L’intelligence artificielle – c’est-à-dire l’ensemble des systèmes qui font preuve d’un comportement intelligent en analysant leur environnement et en prenant des mesures avec un certain degré d’autonomie pour atteindre des objectifs spécifiques – fait déjà partie de notre quotidien dans de nombreux domaines, au point d’être considérée par la Commission européenne comme l’une des technologies les plus stratégiques du 21ème siècle (1).

Appliquée au recrutement, l’intelligence artificielle (« IA ») est déjà une réalité pour de nombreuses entreprises (2) et même une nécessité en raison de la crise sanitaire actuelle qui impose la limitation des contacts sociaux. L’IA suscite également de nombreuses craintes liées aux risques de discrimination et à l’opacité de ses méthodes.

Qu’en est-il en pratique et quel est le cadre normatif applicable?

En pratique :

Actuellement, les solutions utilisant l’IA (sous la forme de logiciels, algorithmes, tests automatisés, etc.) se concentrent surtout sur les premières phases du recrutement: le sourcing, le matching et le scoring des profils. La finalisation du processus de recrutement reste en général effectuée par le recruteur en personne qui peut ainsi se recentrer sur les tâches à plus forte valeur ajoutée. Mais les solutions utilisant l’intelligence artificielle pourraient déjà aller beaucoup plus loin: anticiper la mobilité future d’un travailleur, analyser la présence des candidats sur les réseaux sociaux, voire mener des entretiens par téléphone ou vidéo au moyen de chatbots (programmes capables de communiquer avec un humain). Sur un autre terrain, les institutions de sécurité sociale et d’inspection du travail seraient susceptibles elles-aussi de recourir à l’IA en vue de détecter les fraudes (3).

Quels sont les avantages ?

· L’IA permet un gain de temps et d’argent lors des processus de recrutement en réalisant les phases chronophages, fastidieuses et répétitives, telles que le tri des CV, la pré-qualification des profils, les réponses à des questions simples et les tests psychométriques, qui représentent environ 80% du temps de travail du recruteur.

· Les outils d’IA conviennent particulièrement à des grandes entreprises dans lesquels de forts volumes de candidatures sont reçus. Certains secteurs sont donc plus concernés: banque, assurance, pharmaceutique, grande distribution.
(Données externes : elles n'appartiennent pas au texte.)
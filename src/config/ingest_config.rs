// ==========================================
// 考勤导入系统 - 导入配置
// ==========================================
// 来源优先级: 环境变量 > JSON 配置文件 > 默认值
// ==========================================

use crate::config::ingest_config_trait::IngestConfigReader;
use crate::importer::error::{ImportError, ImportResult};
use crate::importer::header_locator::DEFAULT_HEADER_SCAN_ROWS;
use serde::{Deserialize, Serialize};
use std::fs;
use std::path::Path;
use tracing::{debug, info};

/// 配置键（JSON 字段名 / 环境变量名）
pub mod config_keys {
    pub const HEADER_SCAN_ROWS: &str = "header_scan_rows";
    pub const HOURS_PER_DAY: &str = "hours_per_day";
    pub const UNKNOWN_LABEL: &str = "unknown_label";

    pub const ENV_HEADER_SCAN_ROWS: &str = "ATTENDANCE_HEADER_SCAN_ROWS";
    pub const ENV_HOURS_PER_DAY: &str = "ATTENDANCE_HOURS_PER_DAY";
}

pub const DEFAULT_HOURS_PER_DAY: f64 = 8.0;
pub const DEFAULT_UNKNOWN_LABEL: &str = "Unknown";

// ==========================================
// IngestConfig
// ==========================================
#[derive(Debug, Clone, PartialEq, Serialize, Deserialize)]
#[serde(default)]
pub struct IngestConfig {
    pub header_scan_rows: usize,
    pub hours_per_day: f64,
    pub unknown_label: String,
}

impl Default for IngestConfig {
    fn default() -> Self {
        Self {
            header_scan_rows: DEFAULT_HEADER_SCAN_ROWS,
            hours_per_day: DEFAULT_HOURS_PER_DAY,
            unknown_label: DEFAULT_UNKNOWN_LABEL.to_string(),
        }
    }
}

impl IngestConfig {
    /// 从 JSON 文件加载（缺省字段取默认值）
    pub fn from_json_file<P: AsRef<Path>>(path: P) -> ImportResult<Self> {
        let path = path.as_ref();
        let raw = fs::read_to_string(path).map_err(|e| ImportError::ConfigReadError {
            key: path.display().to_string(),
            message: e.to_string(),
        })?;

        let config: IngestConfig = serde_json::from_str(&raw)?;
        config.validate()?;

        info!(path = %path.display(), ?config, "配置文件加载完成");
        Ok(config)
    }

    /// 应用环境变量覆写
    pub fn with_env_overrides(self) -> ImportResult<Self> {
        self.with_overrides(|key| std::env::var(key).ok())
    }

    /// 应用覆写（lookup 返回 None 表示不覆写）
    pub fn with_overrides<F>(mut self, lookup: F) -> ImportResult<Self>
    where
        F: Fn(&str) -> Option<String>,
    {
        if let Some(raw) = lookup(config_keys::ENV_HEADER_SCAN_ROWS) {
            self.header_scan_rows =
                raw.trim()
                    .parse::<usize>()
                    .map_err(|e| ImportError::ConfigValueError {
                        key: config_keys::ENV_HEADER_SCAN_ROWS.to_string(),
                        value: raw.clone(),
                        message: e.to_string(),
                    })?;
            debug!(header_scan_rows = self.header_scan_rows, "表头扫描行数已覆写");
        }

        if let Some(raw) = lookup(config_keys::ENV_HOURS_PER_DAY) {
            self.hours_per_day =
                raw.trim()
                    .parse::<f64>()
                    .map_err(|e| ImportError::ConfigValueError {
                        key: config_keys::ENV_HOURS_PER_DAY.to_string(),
                        value: raw.clone(),
                        message: e.to_string(),
                    })?;
            debug!(hours_per_day = self.hours_per_day, "每日标准工时已覆写");
        }

        self.validate()?;
        Ok(self)
    }

    /// 校验配置值
    pub fn validate(&self) -> ImportResult<()> {
        if self.header_scan_rows == 0 {
            return Err(ImportError::ConfigValueError {
                key: config_keys::HEADER_SCAN_ROWS.to_string(),
                value: self.header_scan_rows.to_string(),
                message: "必须大于 0".to_string(),
            });
        }
        if !self.hours_per_day.is_finite() || self.hours_per_day <= 0.0 {
            return Err(ImportError::ConfigValueError {
                key: config_keys::HOURS_PER_DAY.to_string(),
                value: self.hours_per_day.to_string(),
                message: "必须为正数".to_string(),
            });
        }
        Ok(())
    }
}

impl IngestConfigReader for IngestConfig {
    fn header_scan_rows(&self) -> usize {
        self.header_scan_rows
    }

    fn hours_per_day(&self) -> f64 {
        self.hours_per_day
    }

    fn unknown_label(&self) -> &str {
        &self.unknown_label
    }
}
· Les recruteurs peuvent se concentrer sur la recherche directe du bon profil. Cette meilleure réactivité profite également aux candidat-e-s.

Et les inconvénients ?

· Les solutions IA présente un potentiel discriminatoire en raison des biais résultant du type de données injectées dans les algorithmes.

· Le recrutement basé sur l’IA pourrait entraîner un risque d’uniformisation des profils dans l’entreprise, sans cesse à la recherche du « candidat idéal », avec pour conséquence une réduction de la capacité d’adaptation de l’entreprise face au changement.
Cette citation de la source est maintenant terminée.